Task material:
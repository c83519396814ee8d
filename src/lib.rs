//! Stockwatch: garden shop stock-change detection and notification fan-out.
//!
//! A background scheduler polls the shop feed on fixed cycle boundaries,
//! the change detector decides whether the inventory genuinely rotated, and
//! the dispatcher tells every enabled subscriber about the tracked items
//! now in stock, retiring the previous generation of notifications first.
//!
//! # Architecture
//!
//! - **Feed**: [`feed::StockFeed`], HTTP implementation via `reqwest`
//! - **Detection**: [`detector::ChangeDetector`] over the shared [`detector::StockState`]
//! - **Delivery**: [`dispatcher::NotificationDispatcher`] with a per-subscriber
//!   [`ledger::NotificationLedger`]
//! - **Preferences**: [`profile::ProfileRegistry`] persisted through [`store::PreferenceStore`]
//! - **Front-end**: Telegram bot menus in [`bot`]

pub mod app_dirs;
pub mod bot;
pub mod channels;
pub mod config;
pub mod detector;
pub mod dispatcher;
pub mod error;
pub mod feed;
pub mod ledger;
pub mod notifier;
pub mod profile;
pub mod scheduler;
pub mod stock;
pub mod store;

#[cfg(test)]
pub(crate) mod test_utils;

pub use config::StockwatchConfig;
pub use error::{Result, StockError};
pub use notifier::{AttemptOutcome, StockNotifier};
pub use profile::{SubscriberId, UserProfile};
pub use stock::{Category, StockSnapshot};
//! Chat channels used to reach subscribers.
//!
//! The notification core only sees [`ChatTransport`]; the interactive bot
//! front-end additionally needs [`InteractiveChannel`]. Telegram is the one
//! shipped adapter.

pub mod pacing;
pub mod telegram;
pub mod traits;

pub use pacing::SendPacer;
pub use telegram::TelegramAdapter;
pub use traits::{
    ChatTransport, InboundEvent, InlineButton, InlineKeyboard, InteractiveChannel, MessageHandle,
};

Task: From the material above, determine how many lines hold the string "dispatcher"; give the number without comment.

Expected output: 3